*** Given entries ***
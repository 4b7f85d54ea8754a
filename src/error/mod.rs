use crate::document::{DocumentError, EditError};
use crate::overlay::{DetectError, StampError};
use crate::raster::RasterError;
use crate::session::SessionError;
use thiserror::Error;

pub type AppResult<T> = std::result::Result<T, AppError>;

#[derive(Debug, Error)]
pub enum AppError {
    #[error(transparent)]
    Edit(#[from] EditError),
    #[error(transparent)]
    Document(#[from] DocumentError),
    #[error(transparent)]
    Raster(#[from] RasterError),
    #[error(transparent)]
    Session(#[from] SessionError),
    #[error(transparent)]
    Detect(#[from] DetectError),
    #[error(transparent)]
    Stamp(#[from] StampError),
}
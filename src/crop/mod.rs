//! Crop ratio presets and the transient pointer-driven crop gesture.
//!
//! A gesture lives from pointer-down to pointer-up: `Idle -> {New, Move,
//! Resize} -> Idle`. Nothing here touches the bitmap; committing hands a
//! pixel rect to the document's crop operation.

use crate::geometry::{
    self, CanvasPoint, CanvasRect, CropHandle, CursorHint, PixelRect,
};

/// Selections smaller than this on either axis are treated as an implicit
/// cancel at commit time.
pub const CROP_MIN_SIZE: f64 = 3.0;

#[derive(Debug, Clone, Copy, PartialEq, Eq, Default)]
pub enum CropRatio {
    #[default]
    Free,
    Ratio1x1,
    Ratio16x9,
    Ratio9x16,
    Ratio191x100,
    Original,
}

impl CropRatio {
    pub const ALL: [CropRatio; 6] = [
        Self::Free,
        Self::Ratio1x1,
        Self::Ratio16x9,
        Self::Ratio9x16,
        Self::Ratio191x100,
        Self::Original,
    ];

    pub const fn is_free(self) -> bool {
        matches!(self, Self::Free)
    }

    pub const fn label(self) -> &'static str {
        match self {
            Self::Free => "free",
            Self::Ratio1x1 => "1:1",
            Self::Ratio16x9 => "16:9",
            Self::Ratio9x16 => "9:16",
            Self::Ratio191x100 => "1.91:1",
            Self::Original => "original",
        }
    }

    const fn ratio_pair(self) -> Option<(u32, u32)> {
        match self {
            Self::Free | Self::Original => None,
            Self::Ratio1x1 => Some((1, 1)),
            Self::Ratio16x9 => Some((16, 9)),
            Self::Ratio9x16 => Some((9, 16)),
            Self::Ratio191x100 => Some((191, 100)),
        }
    }

    /// Effective `w/h` ratio for a canvas. `Original` derives the ratio
    /// from the canvas itself; `Free` pins nothing.
    pub fn resolve(self, canvas_w: u32, canvas_h: u32) -> Option<f64> {
        match self {
            Self::Original => Some(f64::from(canvas_w.max(1)) / f64::from(canvas_h.max(1))),
            _ => self
                .ratio_pair()
                .map(|(rw, rh)| f64::from(rw) / f64::from(rh)),
        }
    }

    /// Parses a stored preference label; anything unknown falls back to
    /// free.
    pub fn parse(value: &str) -> Self {
        for ratio in Self::ALL {
            if ratio.label() == value {
                return ratio;
            }
        }
        Self::Free
    }
}

/// Canvas presets for common share targets: a fixed export size plus the
/// crop ratio that matches it.
#[derive(Debug, Clone, Copy, PartialEq, Eq)]
pub enum SocialPreset {
    InstagramPost,
    InstagramStory,
    YoutubeThumb,
    WhatsappStatus,
    WhatsappShare,
}

impl SocialPreset {
    pub const ALL: [SocialPreset; 5] = [
        Self::InstagramPost,
        Self::InstagramStory,
        Self::YoutubeThumb,
        Self::WhatsappStatus,
        Self::WhatsappShare,
    ];

    pub const fn label(self) -> &'static str {
        match self {
            Self::InstagramPost => "instagram-post",
            Self::InstagramStory => "instagram-story",
            Self::YoutubeThumb => "youtube-thumb",
            Self::WhatsappStatus => "whatsapp-status",
            Self::WhatsappShare => "whatsapp-share",
        }
    }

    pub const fn dimensions(self) -> (u32, u32) {
        match self {
            Self::InstagramPost => (1080, 1080),
            Self::InstagramStory | Self::WhatsappStatus => (1080, 1920),
            Self::YoutubeThumb => (1280, 720),
            Self::WhatsappShare => (1200, 628),
        }
    }

    pub const fn crop_ratio(self) -> CropRatio {
        match self {
            Self::InstagramPost => CropRatio::Ratio1x1,
            Self::InstagramStory | Self::WhatsappStatus => CropRatio::Ratio9x16,
            Self::YoutubeThumb => CropRatio::Ratio16x9,
            Self::WhatsappShare => CropRatio::Ratio191x100,
        }
    }
}

/// The largest centered rect of the given ratio that fits the canvas, or
/// the full canvas when no ratio is pinned.
pub fn centered_crop_rect(canvas_w: u32, canvas_h: u32, ratio: Option<f64>) -> CanvasRect {
    let width = f64::from(canvas_w.max(1));
    let height = f64::from(canvas_h.max(1));
    let Some(ratio) = ratio.filter(|r| r.is_finite() && *r > 0.0) else {
        return CanvasRect::new(0.0, 0.0, width, height);
    };
    let mut crop_w = width;
    let mut crop_h = (crop_w / ratio).round();
    if crop_h > height {
        crop_h = height;
        crop_w = (crop_h * ratio).round();
    }
    crop_w = crop_w.clamp(1.0, width);
    crop_h = crop_h.clamp(1.0, height);
    CanvasRect::new(
        ((width - crop_w) / 2.0).round().max(0.0),
        ((height - crop_h) / 2.0).round().max(0.0),
        crop_w,
        crop_h,
    )
}

#[derive(Debug, Clone, Copy, PartialEq)]
enum CropGesture {
    New { start: CanvasPoint },
    Move { offset_x: f64, offset_y: f64 },
    Resize { handle: CropHandle, start: CanvasRect },
}

#[derive(Debug, Clone, Copy, PartialEq, Eq)]
pub enum CropGestureKind {
    New,
    Move,
    Resize,
}

/// One crop interaction in flight: the pinned ratio, the selection rect,
/// and whatever gesture the pointer is currently driving.
#[derive(Debug, Default)]
pub struct CropSession {
    ratio: CropRatio,
    rect: Option<CanvasRect>,
    gesture: Option<CropGesture>,
}

impl CropSession {
    pub fn new() -> Self {
        Self::default()
    }

    pub fn ratio(&self) -> CropRatio {
        self.ratio
    }

    pub fn set_ratio(&mut self, ratio: CropRatio) {
        self.ratio = ratio;
    }

    pub fn rect(&self) -> Option<CanvasRect> {
        self.rect
    }

    pub fn is_dragging(&self) -> bool {
        self.gesture.is_some()
    }

    pub fn has_selection(&self) -> bool {
        self.rect
            .map(geometry::normalize)
            .is_some_and(|r| r.w > 0.0 && r.h > 0.0)
    }

    /// Pins a ratio and seeds the largest centered selection matching it.
    pub fn apply_preset(&mut self, ratio: CropRatio, canvas_w: u32, canvas_h: u32) {
        self.ratio = ratio;
        self.rect = Some(centered_crop_rect(
            canvas_w,
            canvas_h,
            ratio.resolve(canvas_w, canvas_h),
        ));
        self.gesture = None;
    }

    /// Starts a gesture: grabbing a handle resizes, grabbing the interior
    /// moves, anywhere else begins a fresh selection at the point.
    pub fn pointer_down(&mut self, point: CanvasPoint, zoom: f64) -> CropGestureKind {
        if let Some(rect) = self.rect.map(geometry::normalize) {
            let radius = geometry::handle_grab_radius(zoom);
            if let Some(handle) = geometry::handle_at_point(point, rect, radius) {
                self.rect = Some(rect);
                self.gesture = Some(CropGesture::Resize {
                    handle,
                    start: rect,
                });
                return CropGestureKind::Resize;
            }
            if geometry::point_in_rect(point, rect) {
                self.rect = Some(rect);
                self.gesture = Some(CropGesture::Move {
                    offset_x: point.x - rect.x,
                    offset_y: point.y - rect.y,
                });
                return CropGestureKind::Move;
            }
        }
        self.rect = Some(CanvasRect::new(point.x, point.y, 1.0, 1.0));
        self.gesture = Some(CropGesture::New { start: point });
        CropGestureKind::New
    }

    pub fn pointer_move(&mut self, point: CanvasPoint, canvas_w: u32, canvas_h: u32) {
        let ratio = self.ratio.resolve(canvas_w, canvas_h);
        match self.gesture {
            Some(CropGesture::Move { offset_x, offset_y }) => {
                if let Some(rect) = self.rect.map(geometry::normalize) {
                    let max_x = (f64::from(canvas_w) - rect.w).max(0.0);
                    let max_y = (f64::from(canvas_h) - rect.h).max(0.0);
                    self.rect = Some(CanvasRect::new(
                        (point.x - offset_x).clamp(0.0, max_x),
                        (point.y - offset_y).clamp(0.0, max_y),
                        rect.w,
                        rect.h,
                    ));
                }
            }
            Some(CropGesture::Resize { handle, start }) => {
                let next = if let (Some(ratio), Some(anchor)) =
                    (ratio.filter(|_| handle.is_corner()), handle.opposite_corner(start))
                {
                    geometry::build_aspect_rect(anchor.x, anchor.y, point.x, point.y, ratio)
                } else {
                    resize_edges(start, handle, point)
                };
                self.rect = Some(geometry::clamp_to_canvas(next, canvas_w, canvas_h));
            }
            Some(CropGesture::New { start }) => {
                let next = match ratio {
                    Some(ratio) => {
                        geometry::build_aspect_rect(start.x, start.y, point.x, point.y, ratio)
                    }
                    None => CanvasRect::new(
                        start.x.min(point.x),
                        start.y.min(point.y),
                        (point.x - start.x).abs(),
                        (point.y - start.y).abs(),
                    ),
                };
                self.rect = Some(geometry::clamp_to_canvas(next, canvas_w, canvas_h));
            }
            None => {}
        }
    }

    /// Ends the gesture, leaving a normalized, clamped selection behind. A
    /// one-pixel accidental drag still yields a valid (if tiny) rect.
    pub fn pointer_up(&mut self, canvas_w: u32, canvas_h: u32) {
        self.gesture = None;
        self.rect = self
            .rect
            .map(|rect| geometry::clamp_to_canvas(rect, canvas_w, canvas_h));
    }

    /// Discards the selection and any gesture without touching the bitmap.
    pub fn cancel(&mut self) {
        self.rect = None;
        self.gesture = None;
    }

    /// Takes the selection for an explicit crop apply. Selections under the
    /// minimum size dissolve into an implicit cancel (`None`).
    pub fn commit(&mut self, canvas_w: u32, canvas_h: u32) -> Option<PixelRect> {
        let rect = self.rect.take()?;
        self.gesture = None;
        let clamped = geometry::clamp_to_canvas(rect, canvas_w, canvas_h);
        if clamped.w < CROP_MIN_SIZE || clamped.h < CROP_MIN_SIZE {
            tracing::debug!(?clamped, "crop selection below minimum; treating as cancel");
            return None;
        }
        clamped.to_pixel()
    }

    /// What the pointer would do at `point`, for cursor feedback.
    pub fn cursor_hint(&self, point: CanvasPoint, zoom: f64) -> CursorHint {
        if let Some(rect) = self.rect.map(geometry::normalize) {
            let radius = geometry::handle_grab_radius(zoom);
            if let Some(handle) = geometry::handle_at_point(point, rect, radius) {
                return handle.cursor();
            }
            if geometry::point_in_rect(point, rect) {
                return CursorHint::Move;
            }
        }
        CursorHint::Crosshair
    }
}

/// Unconstrained resize: only the edges the handle names follow the
/// pointer, and a collapsing drag pushes the opposing edge to keep the
/// minimum size.
fn resize_edges(start: CanvasRect, handle: CropHandle, point: CanvasPoint) -> CanvasRect {
    let start = geometry::normalize(start);
    let mut left = start.x;
    let mut right = start.x + start.w;
    let mut top = start.y;
    let mut bottom = start.y + start.h;

    if handle.touches_west() {
        left = point.x;
    }
    if handle.touches_east() {
        right = point.x;
    }
    if handle.touches_north() {
        top = point.y;
    }
    if handle.touches_south() {
        bottom = point.y;
    }

    if (right - left).abs() < CROP_MIN_SIZE {
        if handle.touches_west() {
            left = right - CROP_MIN_SIZE;
        } else {
            right = left + CROP_MIN_SIZE;
        }
    }
    if (bottom - top).abs() < CROP_MIN_SIZE {
        if handle.touches_north() {
            top = bottom - CROP_MIN_SIZE;
        } else {
            bottom = top + CROP_MIN_SIZE;
        }
    }

    CanvasRect::new(
        left.min(right),
        top.min(bottom),
        (right - left).abs(),
        (bottom - top).abs(),
    )
}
*** End of Given entries ***
Exercise brief — Gather every line from the entries above where the word "EditError" appears, and copy them.

Written response —
use crate::document::{DocumentError, EditError};
    Edit(#[from] EditError),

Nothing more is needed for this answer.